Feasibility of using a 99mTc-hydroxamamide complex containing an albumin binder moiety for in vivo albumin labeling-based tumor imaging.

Human serum albumin (HSA), which is distributed throughout the blood, is used as a carrier for transporting drugs to tumors based on the enhanced permeability and retention (EPR) effect. To develop an agent for the in vivo radiolabeling of endogenous albumin, we designed and synthesized novel hydroxamamide (Ham)-based technetium-99m (99mTc) complexes, which contained a monovalent or bivalent 4-(4-iodophenyl)butyric acid (IA) derivative as an albumin binder (ALB) moiety ([99mTc]AB2 and [99mTc]ALB2, respectively), and evaluated their utility for in vivo tumor imaging. In an in vitro HSA-binding assay, [99mTc]AB2 and [99mTc]ALB2 showed greater binding to HSA than [99mTc]BHam, a 99mTc-Ham complex without an ALB moiety. In an in vivo biodistribution assay, [99mTc]ALB2 showed marked blood and tumor retention (25.13 and 4.61% injected dose (ID)/g, respectively, at 1 h postinjection), suggesting that the EPR effect had been induced.

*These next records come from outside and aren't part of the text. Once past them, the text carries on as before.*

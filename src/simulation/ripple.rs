use rand::Rng;

use crate::config::{MAX_RIPPLES, RIPPLE_DURATION};
use crate::simulation::cell::{ColorRamp, Rgb, BASE_COLOR};
use crate::simulation::grid::Grid;
use crate::simulation::motion::MotionMask;

/// An expanding circular wave originating from one motion event.
#[derive(Clone, Debug)]
struct Ripple {
    center: (u32, u32),
    radius: u32,
    ttl: u32,
    ramp: ColorRamp,
}

/// Ripple effect: motion spawns expanding rings that stamp cells with a
/// fading color gradient.
///
/// Ripples are kept in creation order and applied in order, so where two
/// ripples touch the same cell in the same tick the newest one wins.
pub struct RippleField {
    ripples: Vec<Ripple>,
    duration: u32,
    capacity: usize,
    base: Rgb,
}

impl RippleField {
    pub fn new(duration: u32, capacity: usize) -> Self {
        Self {
            ripples: Vec::new(),
            duration,
            capacity,
            base: BASE_COLOR,
        }
    }

    /// Advance the grid one tick: expand every live ripple, spawn new ones
    /// where motion happened (they cover only their center until the next
    /// tick), fade stamped cells.
    pub fn apply<R: Rng>(&mut self, grid: &mut Grid, mask: &MotionMask, rng: &mut R) {
        self.expand(grid);
        self.spawn(grid, mask, rng);
        self.fade(grid);
    }

    fn spawn<R: Rng>(&mut self, grid: &mut Grid, mask: &MotionMask, rng: &mut R) {
        for (x, y) in mask.active_cells() {
            if self.ripples.len() >= self.capacity {
                // backpressure: requests past the cap are dropped this tick
                log::debug!("ripple cap {} reached, dropping spawn", self.capacity);
                break;
            }
            let ripple = Ripple {
                center: (x, y),
                radius: 0,
                ttl: self.duration,
                ramp: ColorRamp::new(random_color(rng), random_color(rng)),
            };
            stamp(grid, &ripple);
            self.ripples.push(ripple);
        }
    }

    fn expand(&mut self, grid: &mut Grid) {
        for ripple in &mut self.ripples {
            ripple.radius += 1;
            ripple.ttl = ripple.ttl.saturating_sub(1);
            stamp(grid, ripple);
        }
        self.ripples.retain(|ripple| ripple.ttl > 0);
    }

    fn fade(&self, grid: &mut Grid) {
        for (_, _, cell) in grid.iter_mut() {
            if cell.timer > 0 {
                if let Some(ramp) = cell.ramp {
                    cell.color = ramp.at(cell.timer as f32 / self.duration as f32);
                }
                cell.timer -= 1;
            }
            // a cell stamped by a ripple's last tick lands here with timer 0
            if cell.timer == 0 && cell.ramp.is_some() {
                cell.color = self.base;
                cell.ramp = None;
            }
        }
    }
}

impl Default for RippleField {
    fn default() -> Self {
        Self::new(RIPPLE_DURATION, MAX_RIPPLES)
    }
}

/// Mark every cell within the ripple's radius with its remaining lifetime
/// and gradient. Later stamps overwrite earlier ones.
fn stamp(grid: &mut Grid, ripple: &Ripple) {
    let (cx, cy) = ripple.center;
    let r = ripple.radius as i64;
    // only the bounding square of the ring needs a distance check
    let (x0, y0) = grid.clamp(cx as i64 - r, cy as i64 - r);
    let (x1, y1) = grid.clamp(cx as i64 + r, cy as i64 + r);
    for y in y0..=y1 {
        for x in x0..=x1 {
            let dx = cx.abs_diff(x) as u64;
            let dy = cy.abs_diff(y) as u64;
            if dx * dx + dy * dy <= (r as u64) * (r as u64) {
                let cell = grid.cell_mut(x, y);
                cell.timer = ripple.ttl;
                cell.ramp = Some(ripple.ramp);
            }
        }
    }
}

fn random_color<R: Rng>(rng: &mut R) -> Rgb {
    Rgb::new(rng.gen(), rng.gen(), rng.gen())
}
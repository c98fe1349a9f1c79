mod liveness;
mod process;

pub use liveness::{LivenessReader, LivenessSender, NullSender};
#[cfg(test)]
pub use liveness::{memory_pair, MemoryReader, MemorySender};
#[cfg(unix)]
pub use liveness::{FifoReader, FifoSender};
pub use process::{ProgramLauncher, ProgramSpec, SpawnLauncher};

use std::time::{Duration, Instant};

use anyhow::Result;

use crate::config::{IDLE_TIMEOUT_SECS, POLL_INTERVAL_SECS};

/// Where the supervisor is in its cycle.
#[derive(Clone, Copy, Debug, PartialEq, Eq)]
pub enum Phase {
    /// A display program is up and being watched
    Running,
    /// Mid-failover: the old program is gone, the next one is starting
    Switching,
}

/// Process-level control loop: keeps exactly one display program alive,
/// and rotates to the next one after a stretch with no liveness signals.
///
/// Presence of activity never forces a switch; only its sustained absence
/// does.
pub struct Supervisor<L: ProgramLauncher, R: LivenessReader> {
    launcher: L,
    reader: R,
    rotation: Vec<ProgramSpec>,
    current: usize,
    handle: Option<L::Handle>,
    phase: Phase,
    last_activity: Instant,
    timeout: Duration,
    poll_interval: Duration,
    switches: u64,
}

impl<L: ProgramLauncher, R: LivenessReader> Supervisor<L, R> {
    pub fn new(launcher: L, reader: R, rotation: Vec<ProgramSpec>) -> Self {
        assert!(!rotation.is_empty(), "rotation must list at least one program");
        Self {
            launcher,
            reader,
            rotation,
            current: 0,
            handle: None,
            phase: Phase::Running,
            last_activity: Instant::now(),
            timeout: Duration::from_secs(IDLE_TIMEOUT_SECS),
            poll_interval: Duration::from_secs(POLL_INTERVAL_SECS),
            switches: 0,
        }
    }

    /// Launch the first program of the rotation
    pub fn start(&mut self, now: Instant) -> Result<()> {
        let program = self.rotation[self.current].clone();
        self.handle = Some(self.launcher.launch(&program)?);
        self.last_activity = now;
        log::info!("supervisor running program 0 ({})", program.name);
        Ok(())
    }

    /// One poll cycle: drain the liveness channel, then switch if the idle
    /// timeout has elapsed. Split from `run` so the timeout law is testable
    /// with fabricated instants.
    pub fn step(&mut self, now: Instant) {
        if let Some(handle) = self.handle.as_mut() {
            if !self.launcher.is_alive(handle) {
                // the idle timeout will bring up the next program
                log::warn!(
                    "{} exited on its own",
                    self.rotation[self.current].name
                );
            }
        }

        if self.reader.drain() {
            log::debug!("activity signal received");
            self.last_activity = now;
        }

        let idle = now.duration_since(self.last_activity);
        log::trace!("{:?}, idle for {:.0?}", self.phase, idle);
        if idle > self.timeout {
            log::info!(
                "no activity for {:.0?}, rotating away from {}",
                idle,
                self.rotation[self.current].name
            );
            self.switch(now);
        }
    }

    /// Terminate the current program, advance the rotation, launch the
    /// next. Termination is synchronous; a failed launch is logged and
    /// left for the next timeout to retry.
    fn switch(&mut self, now: Instant) {
        self.phase = Phase::Switching;

        if let Some(mut handle) = self.handle.take() {
            if let Err(err) = self.launcher.terminate(&mut handle) {
                log::error!("terminating current program failed: {:#}", err);
            }
        }

        self.current = (self.current + 1) % self.rotation.len();
        let program = self.rotation[self.current].clone();
        match self.launcher.launch(&program) {
            Ok(handle) => {
                self.handle = Some(handle);
                log::info!(
                    "supervisor running program {} ({})",
                    self.current,
                    program.name
                );
            }
            Err(err) => {
                // fatal to this cycle only; the next timeout tries again
                log::error!("launching {} failed: {:#}", program.name, err);
            }
        }

        self.switches += 1;
        log::debug!("{} rotation switches so far", self.switches);
        self.last_activity = now;
        self.phase = Phase::Running;
    }

    /// Run forever, one bounded poll per cycle
    pub fn run(&mut self) -> Result<()> {
        self.start(Instant::now())?;
        loop {
            std::thread::sleep(self.poll_interval);
            self.step(Instant::now());
        }
    }
}
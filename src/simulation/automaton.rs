use crate::simulation::falling::FallingSand;
use crate::simulation::flash::FlashDecay;
use crate::simulation::grid::Grid;
use crate::simulation::motion::MotionMask;
use crate::simulation::ripple::RippleField;

/// Which visual program a session runs. Exactly one per session,
/// chosen at construction.
#[derive(Clone, Copy, Debug, PartialEq, Eq)]
pub enum EffectKind {
    Flash,
    Ripple,
    Falling,
}

impl EffectKind {
    pub fn name(&self) -> &'static str {
        match self {
            EffectKind::Flash => "flash",
            EffectKind::Ripple => "ripple",
            EffectKind::Falling => "falling",
        }
    }
}

enum Effect {
    Flash(FlashDecay),
    Ripple(RippleField),
    Falling(FallingSand),
}

/// What one tick observed, for the session to act on.
#[derive(Clone, Copy, Debug, Default)]
pub struct TickReport {
    /// True iff any cell of the motion mask was set this tick. At most one
    /// movement event is reported per tick no matter how many cells moved.
    pub movement: bool,
}

/// The cell-state engine: owns the grid and advances it one step per
/// arriving frame under the configured effect.
pub struct CellAutomaton {
    grid: Grid,
    effect: Effect,
    kind: EffectKind,
}

impl CellAutomaton {
    pub fn new(width: u32, height: u32, kind: EffectKind) -> Self {
        let grid = Grid::new(width, height);
        let effect = match kind {
            EffectKind::Flash => Effect::Flash(FlashDecay::default()),
            EffectKind::Ripple => Effect::Ripple(RippleField::default()),
            EffectKind::Falling => Effect::Falling(FallingSand::for_grid(&grid)),
        };
        Self { grid, effect, kind }
    }

    pub fn kind(&self) -> EffectKind {
        self.kind
    }

    pub fn grid(&self) -> &Grid {
        &self.grid
    }

    /// Advance one tick. Never fails: coordinates outside the grid are
    /// ignored by the mask and all other arithmetic is clamped.
    pub fn tick(&mut self, mask: &MotionMask) -> TickReport {
        match &mut self.effect {
            Effect::Flash(flash) => flash.apply(&mut self.grid, mask),
            Effect::Ripple(field) => {
                field.apply(&mut self.grid, mask, &mut rand::thread_rng())
            }
            Effect::Falling(sand) => sand.apply(&mut self.grid, mask),
        }
        TickReport {
            movement: mask.any(),
        }
    }
}

#[cfg(test)]
mod tests {
    use super::*;
    use crate::config::FLASH_DURATION;
    use crate::simulation::cell::{ALERT_COLOR, BASE_COLOR};

    #[test]
    fn test_flash_end_to_end() {
        // 20x20 wall, motion at (5, 5) only: the cell flashes, holds for
        // the flash duration, and reverts with every other cell untouched.
        let mut automaton = CellAutomaton::new(20, 20, EffectKind::Flash);
        let mut mask = MotionMask::quiet(20, 20);
        mask.set(5, 5);

        let report = automaton.tick(&mask);
        assert!(report.movement);
        assert_eq!(automaton.grid().cell(5, 5).color, ALERT_COLOR);
        assert_eq!(automaton.grid().cell(5, 5).timer, FLASH_DURATION);

        let quiet = MotionMask::quiet(20, 20);
        for _ in 0..FLASH_DURATION {
            let report = automaton.tick(&quiet);
            assert!(!report.movement);
            for (x, y, cell) in automaton.grid().iter() {
                if (x, y) != (5, 5) {
                    assert_eq!(cell.color, BASE_COLOR);
                    assert_eq!(cell.timer, 0);
                }
            }
        }
        assert_eq!(automaton.grid().cell(5, 5).color, BASE_COLOR);
        assert_eq!(automaton.grid().cell(5, 5).timer, 0);
    }

    #[test]
    fn test_movement_reported_once_per_tick() {
        let mut automaton = CellAutomaton::new(20, 20, EffectKind::Flash);
        let mut mask = MotionMask::quiet(20, 20);
        mask.set(1, 1);
        mask.set(2, 2);
        mask.set(3, 3);
        // many moving cells still produce a single movement report
        let report = automaton.tick(&mask);
        assert!(report.movement);
    }

    #[test]
    fn test_quiet_ticks_decay_monotonically() {
        use crate::config::RIPPLE_DURATION;

        for kind in [EffectKind::Flash, EffectKind::Ripple, EffectKind::Falling] {
            let mut automaton = CellAutomaton::new(20, 20, kind);
            let mut mask = MotionMask::quiet(20, 20);
            mask.set(10, 10);
            automaton.tick(&mask);

            // let in-flight ripples expire so no timer resets remain pending
            let quiet = MotionMask::quiet(20, 20);
            for _ in 0..=RIPPLE_DURATION {
                automaton.tick(&quiet);
            }

            for _ in 0..100 {
                let before: Vec<u32> = automaton.grid().iter().map(|(_, _, c)| c.timer).collect();
                automaton.tick(&quiet);
                // a quiet tick only ever decays timers, for every effect
                let after: Vec<u32> = automaton.grid().iter().map(|(_, _, c)| c.timer).collect();
                for (b, a) in before.iter().zip(&after) {
                    assert!(a <= b, "{:?}: timer grew on a quiet tick", kind);
                }
            }
        }
    }
}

However, [99mTc]AB2 showed no marked blood or tumor retention (4.16 and 0.75% ID/g, respectively, at 1 h postinjection), probably because the affinity of the monovalent IA derivative for albumin was insufficient to induce the EPR effect. These findings indicated that the multivalent interactions of [99mTc]ALB2 had enhanced its affinity for albumin. 99mTc-complexes containing multivalent ALB moieties may be useful for tumor imaging.